The Eastern Africa Grain Council’s country manager, Emmanuel Asiimwe, said all this at the 10th Africa Grain Summit in Kampala on Thursday. People from Brazil, the UK, Italy, Germany, Ethiopia, and eastern and southern Africa came to the summit.

He said, “People just come to Uganda, buy maize from farms, and go back. Nobody tracks them, and nobody checks the quality. Because of this informal way, banks hesitate to invest money in grain trade because it might get rejected.”



He added that making the grain trade more formal needs to happen soon. This way, technology can be used to tackle problems like aflatoxin contamination and quality issues.

Earlier this year, 70 trucks of maize meant for South Sudan got rejected and stayed at the border for two months. South Sudan said the maize had aflatoxins, which can be poisonous and cause liver cancer, weak immunity, stunted growth, and even death in animals.
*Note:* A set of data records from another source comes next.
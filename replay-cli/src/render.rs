//! Terminal rendering of console snapshots
//!
//! The console replaces its transcript on every round trip. The terminal
//! cannot un-print, so only the lines past what is already on screen are
//! written.

use colored::*;
use replay_core::{ConsoleSnapshot, Phase, Termination};

/// Lines to print for a new transcript.
#[derive(Debug, PartialEq, Eq)]
pub enum Delta<'a> {
    /// The new transcript extends what is on screen
    Append(&'a [String]),
    /// A replay produced different earlier output; everything is reprinted
    Diverged(&'a [String]),
}

pub fn delta<'a>(printed: &[String], transcript: &'a [String]) -> Delta<'a> {
    if transcript.starts_with(printed) {
        Delta::Append(&transcript[printed.len()..])
    } else {
        Delta::Diverged(transcript)
    }
}

#[derive(Debug, Default)]
pub struct Renderer {
    printed: Vec<String>,
}

impl Renderer {
    pub fn new() -> Self {
        Self::default()
    }

    pub fn render(&mut self, snapshot: &ConsoleSnapshot) {
        match snapshot.phase {
            Phase::Terminal(Termination::CompileError) => {
                for line in &snapshot.transcript {
                    println!("{}", line.red());
                }
            }
            Phase::Terminal(Termination::TransportError) => {
                if let Some(line) = snapshot.transcript.last() {
                    println!("{}", line.red().bold());
                }
            }
            _ => {
                match delta(&self.printed, &snapshot.transcript) {
                    Delta::Append(lines) => {
                        for line in lines {
                            println!("{}", line);
                        }
                    }
                    Delta::Diverged(lines) => {
                        println!("{}", "── output changed on replay ──".dimmed());
                        for line in lines {
                            println!("{}", line);
                        }
                    }
                }
                self.printed = snapshot.transcript.clone();
            }
        }
    }
}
In 2018, Kenya said no to 600,000 tons of Ugandan maize because of poor quality and aflatoxin issues, among other problems.

Information from the International Food Policy Research Institute and the National Agriculture Research Organisation shows that 40% of goods in African markets have too much aflatoxin. Uganda loses up to $38 million every year in export trade because of this.

How Other Countries Deal with the Issue

In Tanzania, the government has stopped foreigners from going to farms to buy grain from farmers. They must become a local company in Tanzania, get a trade export license, and a certificate saying the grain is safe before they can sell it out of Tanzania. Foreign companies can’t go to Tanzanian farms to buy grain either.

The Tanzania government has also given money to the Tanzania Grain Reserve Agency to buy grain and keep it safe in their storage for buyers.

Emmanuel Asiimwe said, “Through this summit, we want our policymakers to make rules on how informal grain trade can be handled to bring order to the grain market.”

Other issues faced by the sector include Ugandan grain traders not following the grain standards that Kenya, Tanzania, and Rwanda enforce.

Joshua Mutambi, who oversees small and medium businesses, said grain traders should follow the rules both in Uganda and the region if they want to compete in the regional market.



To meet the standards, he said they should use technologies displayed at the summit, like storage bags, grain driers, aflatoxin management tech, smallholder farmer machinery, and silos.

He also said that Uganda makes 5 metric tons of grain, with maize being the most. Half of it stays in Uganda, and the rest gets sold abroad, making the country earn between sh8 to 10 billion every year.